Now, the 31-year-old cook, who was sous chef at Mirador under Junior Borges and Josh Sutcliff and more recently chef de cuisine at Billy Can Can, is taking all of her experience and turning it into gorgeous tortillas and tamales. They’re made from nixtamalized heirloom corn, which is to say kernels that have been soaked in a lye solution to release the outer layer, rendering them tender and easier to grind. She’s selling them under the name Molino Oloyo.

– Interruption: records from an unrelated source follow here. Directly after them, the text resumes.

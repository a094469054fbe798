// SPDX-License-Identifier: BUSL-1.1
// Copyright (c) 2026 Alfred Jean LLC

//! `AskUserQuestion`: only meaningfully interactive in an attended session.
//! In non-interactive (headless) mode it auto-answers with the first option
//! and tells the caller to surface a warning, rather than blocking forever.

pub struct AskResult {
    pub answer: String,
    pub warning: Option<String>,
}

/// Resolve an `AskUserQuestion` call. `interactive_answer` is `Some` when an
/// attended frontend (the daemon's UDS client, a TUI) has already supplied a
/// reply; in headless mode it is `None` and the first option is chosen.
pub fn ask(question: &str, options: &[String], interactive_answer: Option<String>) -> AskResult {
    match interactive_answer {
        Some(answer) => AskResult { answer, warning: None },
        None => {
            let answer = options.first().cloned().unwrap_or_default();
            AskResult {
                warning: Some(format!(
                    "non-interactive mode: auto-answered \"{question}\" with \"{answer}\""
                )),
                answer,
            }
        }
    }
}

#[cfg(test)]
#[path = "ask_tests.rs"]
mod tests;
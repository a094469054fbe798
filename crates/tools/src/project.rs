// SPDX-License-Identifier: BUSL-1.1
// Copyright (c) 2026 Alfred Jean LLC

//! `InstallPackage` and `InitProject`: higher-level helpers that shell out
//! to whichever package manager the workspace's manifest files imply.

use std::path::Path;
use std::time::Duration;

use crate::bash::{self, BashResult};
use crate::error::ToolError;

/// Manifest file to install-command-prefix, checked in order; the first
/// manifest found in `workdir` decides the package manager.
const MANIFEST_COMMANDS: &[(&str, &str)] = &[
    ("Cargo.toml", "cargo add"),
    ("package.json", "npm install"),
    ("pyproject.toml", "pip install"),
    ("requirements.txt", "pip install"),
    ("go.mod", "go get"),
];

fn detect_install_command(workdir: &Path) -> Result<&'static str, ToolError> {
    for (manifest, command) in MANIFEST_COMMANDS {
        if workdir.join(manifest).exists() {
            return Ok(command);
        }
    }
    Err(ToolError::BadArguments(
        "no recognized project manifest found to determine a package manager".to_string(),
    ))
}

pub async fn install_package(workdir: &Path, package_name: &str, timeout: Duration) -> Result<BashResult, ToolError> {
    let prefix = detect_install_command(workdir)?;
    bash::run(&format!("{prefix} {package_name}"), Some(workdir), timeout).await
}

/// Initialize a new project at `path`. Only scaffolds a Rust binary crate
/// today via `cargo init`; other languages are left to the caller's own
/// setup conventions.
pub async fn init_project(path: &Path, timeout: Duration) -> Result<BashResult, ToolError> {
    tokio::fs::create_dir_all(path)
        .await
        .map_err(|e| ToolError::Io(e.to_string()))?;
    bash::run("cargo init --name project .", Some(path), timeout).await
}

#[cfg(test)]
#[path = "project_tests.rs"]
mod tests;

Beyond her childhood, it wasn’t until her family began frequenting a Colima restaurant known for its breakfasts and brunches that her vision expanded. People would come from near and far to drink hot chocolate and eat plates pooled with refried beans and queso fresco. A huge patio sported red plastic chairs and bright tablecloths and umbrellas under a jungly canopy of trees within sight of the Colima volcano.

Chef Olivia Lopez of Molino Oloyo
Ground Control to Major Tamal: Growing up in Colima, the coastal state west of Mexico City, Lopez ate the tortillas her grandmother made from masa ground on a stone metate.


“That’s when I started seeing the blue corn,” Lopez says. “They were making tortillas.”

That model blossomed into an object of obsession and led her to where she is now, staking her faith and passion on the endeavor. “It takes a lot of courage to do something like this,” she says.

But she’s been building up to it. In 2018, Lopez took six months off to research maíz at the source. What she found was vast. Trips home had become reconnaissance missions. “Every time I went back, I found smaller and smaller communities,” she says. “I started sourcing things on my own. I found an area, and in that area, there’s about 200 different types of heirloom corn.” That landscape, near Tuxpan, on the border of Colima to the south and Jalisco to the north, is home to a corn cooperative. “They protect the seeds,” she says. “They helped me a lot.” Corn from places like this and others is behind her beautiful tortillas, swirled in rainbow colors.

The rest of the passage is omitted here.